*** PROVIDED DATA ***

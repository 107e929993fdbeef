//! Configuration management for lattice simulations
//!
//! Every field is optional in the YAML file; `with_defaults` fills the gaps
//! and command-line arguments override whatever the file says.

mod args;

pub use args::Args;

use lattice::Parameters;
use serde::{Deserialize, Serialize};

/// Main configuration structure
#[derive(Debug, Default, Deserialize, Serialize)]
pub struct Config {
    #[serde(default)]
    pub lattice: LatticeParams,
    #[serde(default)]
    pub coupling: CouplingParams,
    pub temperature: Option<f64>,
    #[serde(default)]
    pub sampling: SamplingParams,
    #[serde(default)]
    pub output: OutputParams,
    pub sweep: Option<SweepParams>,
    pub seed: Option<u64>,
}

/// Lattice shape and initial state
#[derive(Debug, Deserialize, Serialize)]
pub struct LatticeParams {
    pub width: Option<usize>,
    pub height: Option<usize>,
    pub constrained: Option<bool>,
    /// Fraction of down spins for spin-exchange runs
    pub ratio: Option<f64>,
    /// Stripe wavelength of the initial pattern, random when absent
    pub wavelength: Option<u32>,
}

impl Default for LatticeParams {
    fn default() -> Self {
        LatticeParams {
            width: Some(32),
            height: Some(32),
            constrained: Some(false),
            ratio: Some(0.5),
            wavelength: None,
        }
    }
}

impl LatticeParams {
    /// Apply default values to any missing parameters
    pub fn with_defaults(mut self) -> Self {
        let defaults = Self::default();
        if self.width.is_none() {
            self.width = defaults.width;
        }
        if self.height.is_none() {
            self.height = defaults.height;
        }
        if self.constrained.is_none() {
            self.constrained = defaults.constrained;
        }
        if self.ratio.is_none() {
            self.ratio = defaults.ratio;
        }
        self
    }
}

/// Coupling constant and external field
#[derive(Debug, Deserialize, Serialize)]
pub struct CouplingParams {
    pub interaction: Option<f64>,
    pub magnetic: Option<f64>,
}

impl Default for CouplingParams {
    fn default() -> Self {
        CouplingParams {
            interaction: Some(1.0),
            magnetic: Some(0.0),
        }
    }
}

impl CouplingParams {
    /// Apply default values to any missing parameters
    pub fn with_defaults(mut self) -> Self {
        let defaults = Self::default();
        if self.interaction.is_none() {
            self.interaction = defaults.interaction;
        }
        if self.magnetic.is_none() {
            self.magnetic = defaults.magnetic;
        }
        self
    }
}

/// Run lengths and sampling stride
#[derive(Debug, Deserialize, Serialize)]
pub struct SamplingParams {
    /// Steps between two recorded samples
    pub print_freq: Option<u64>,
    pub equilibration_steps: Option<u64>,
    pub production_steps: Option<u64>,
    /// Steps between two published lattice snapshots
    pub draw_interval: Option<u64>,
}

impl Default for SamplingParams {
    fn default() -> Self {
        SamplingParams {
            print_freq: Some(1000),
            equilibration_steps: Some(100_000),
            production_steps: Some(1_000_000),
            draw_interval: Some(10_000),
        }
    }
}

impl SamplingParams {
    /// Apply default values to any missing parameters
    pub fn with_defaults(mut self) -> Self {
        let defaults = Self::default();
        if self.print_freq.is_none() {
            self.print_freq = defaults.print_freq;
        }
        if self.equilibration_steps.is_none() {
            self.equilibration_steps = defaults.equilibration_steps;
        }
        if self.production_steps.is_none() {
            self.production_steps = defaults.production_steps;
        }
        if self.draw_interval.is_none() {
            self.draw_interval = defaults.draw_interval;
        }
        self
    }
}

/// Where and what to write
#[derive(Debug, Deserialize, Serialize)]
pub struct OutputParams {
    /// Prefix of the data files; only the text before the first space is used
    pub file_key: Option<String>,
    pub directory: Option<String>,
    /// Write correlation and structure function files
    pub correlation: Option<bool>,
}

impl Default for OutputParams {
    fn default() -> Self {
        OutputParams {
            file_key: Some("ising".to_string()),
            directory: Some(".".to_string()),
            correlation: Some(false),
        }
    }
}

impl OutputParams {
    /// Apply default values to any missing parameters
    pub fn with_defaults(mut self) -> Self {
        let defaults = Self::default();
        if self.file_key.is_none() {
            self.file_key = defaults.file_key;
        }
        if self.directory.is_none() {
            self.directory = defaults.directory;
        }
        if self.correlation.is_none() {
            self.correlation = defaults.correlation;
        }
        self
    }
}

/// Temperature sweep from `start` to `stop` (inclusive) in steps of `step`
#[derive(Debug, Clone, Deserialize, Serialize)]
pub struct SweepParams {
    pub start: f64,
    pub stop: f64,
    pub step: f64,
}

impl SweepParams {
    /// Temperatures of the sweep; empty if `step` does not move from
    /// `start` towards `stop`.
    pub fn temperatures(&self) -> Vec<f64> {
        let span = self.stop - self.start;
        if self.step == 0.0 || span * self.step < 0.0 {
            return Vec::new();
        }
        // tolerate rounding at the final point
        let count = (span / self.step + 1e-9).floor() as usize + 1;
        (0..count)
            .map(|i| self.start + i as f64 * self.step)
            .collect()
    }
}

impl Config {
    /// Apply defaults to all configuration sections
    pub fn with_defaults(mut self) -> Self {
        self.lattice = self.lattice.with_defaults();
        self.coupling = self.coupling.with_defaults();
        self.sampling = self.sampling.with_defaults();
        self.output = self.output.with_defaults();
        if self.temperature.is_none() {
            self.temperature = Some(2.0);
        }
        self
    }

    /// Let command-line arguments override the file
    pub fn apply_args(mut self, args: &Args) -> Self {
        self.temperature = args.temperature.or(self.temperature);
        self.coupling.interaction = args.interaction.or(self.coupling.interaction);
        self.coupling.magnetic = args.magnetic.or(self.coupling.magnetic);
        if args.constrained {
            self.lattice.constrained = Some(true);
        }
        self.sampling.equilibration_steps = args
            .equilibration_steps
            .or(self.sampling.equilibration_steps);
        self.sampling.production_steps = args.production_steps.or(self.sampling.production_steps);
        self.seed = args.seed.or(self.seed);
        if let Some(file_key) = &args.file_key {
            self.output.file_key = Some(file_key.clone());
        }
        if args.correlation {
            self.output.correlation = Some(true);
        }
        self
    }

    /// Engine parameters described by this configuration
    pub fn parameters(&self) -> Parameters {
        let defaults = Parameters::default();
        Parameters {
            width: self.lattice.width.unwrap_or(defaults.width),
            height: self.lattice.height.unwrap_or(defaults.height),
            interaction: self.coupling.interaction.unwrap_or(defaults.interaction),
            magnetic: self.coupling.magnetic.unwrap_or(defaults.magnetic),
            temperature: self.temperature.unwrap_or(defaults.temperature),
            constrained: self.lattice.constrained.unwrap_or(defaults.constrained),
            ratio: self.lattice.ratio.unwrap_or(defaults.ratio),
            print_freq: self.sampling.print_freq.unwrap_or(defaults.print_freq),
            wavelength: self.lattice.wavelength,
        }
    }

    pub fn equilibration_steps(&self) -> u64 {
        self.sampling.equilibration_steps.unwrap_or(0)
    }

    pub fn production_steps(&self) -> u64 {
        self.sampling.production_steps.unwrap_or(0)
    }

    pub fn draw_interval(&self) -> u64 {
        self.sampling.draw_interval.unwrap_or(0)
    }

    /// Check if correlation output is enabled
    pub fn is_correlation_enabled(&self) -> bool {
        self.output.correlation.unwrap_or(false)
    }

    /// File prefix up to the first whitespace
    pub fn file_key(&self) -> String {
        self.output
            .file_key
            .as_deref()
            .and_then(|key| key.split_whitespace().next())
            .unwrap_or("ising")
            .to_string()
    }

    pub fn directory(&self) -> &str {
        self.output.directory.as_deref().unwrap_or(".")
    }
}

*** End of PROVIDED DATA ***

* _WHAT IS REQUIRED_
Here the output must be the lines above from the line with "pub struct SweepParams" to the line with "self.seed = args.seed.or(self.seed);", both included, duplicated word for word and nothing else.

* _FINISHED EXERCISE_
pub struct SweepParams {
    pub start: f64,
    pub stop: f64,
    pub step: f64,
}

impl SweepParams {
    /// Temperatures of the sweep; empty if `step` does not move from
    /// `start` towards `stop`.
    pub fn temperatures(&self) -> Vec<f64> {
        let span = self.stop - self.start;
        if self.step == 0.0 || span * self.step < 0.0 {
            return Vec::new();
        }
        // tolerate rounding at the final point
        let count = (span / self.step + 1e-9).floor() as usize + 1;
        (0..count)
            .map(|i| self.start + i as f64 * self.step)
            .collect()
    }
}

impl Config {
    /// Apply defaults to all configuration sections
    pub fn with_defaults(mut self) -> Self {
        self.lattice = self.lattice.with_defaults();
        self.coupling = self.coupling.with_defaults();
        self.sampling = self.sampling.with_defaults();
        self.output = self.output.with_defaults();
        if self.temperature.is_none() {
            self.temperature = Some(2.0);
        }
        self
    }

    /// Let command-line arguments override the file
    pub fn apply_args(mut self, args: &Args) -> Self {
        self.temperature = args.temperature.or(self.temperature);
        self.coupling.interaction = args.interaction.or(self.coupling.interaction);
        self.coupling.magnetic = args.magnetic.or(self.coupling.magnetic);
        if args.constrained {
            self.lattice.constrained = Some(true);
        }
        self.sampling.equilibration_steps = args
            .equilibration_steps
            .or(self.sampling.equilibration_steps);
        self.sampling.production_steps = args.production_steps.or(self.sampling.production_steps);
        self.seed = args.seed.or(self.seed);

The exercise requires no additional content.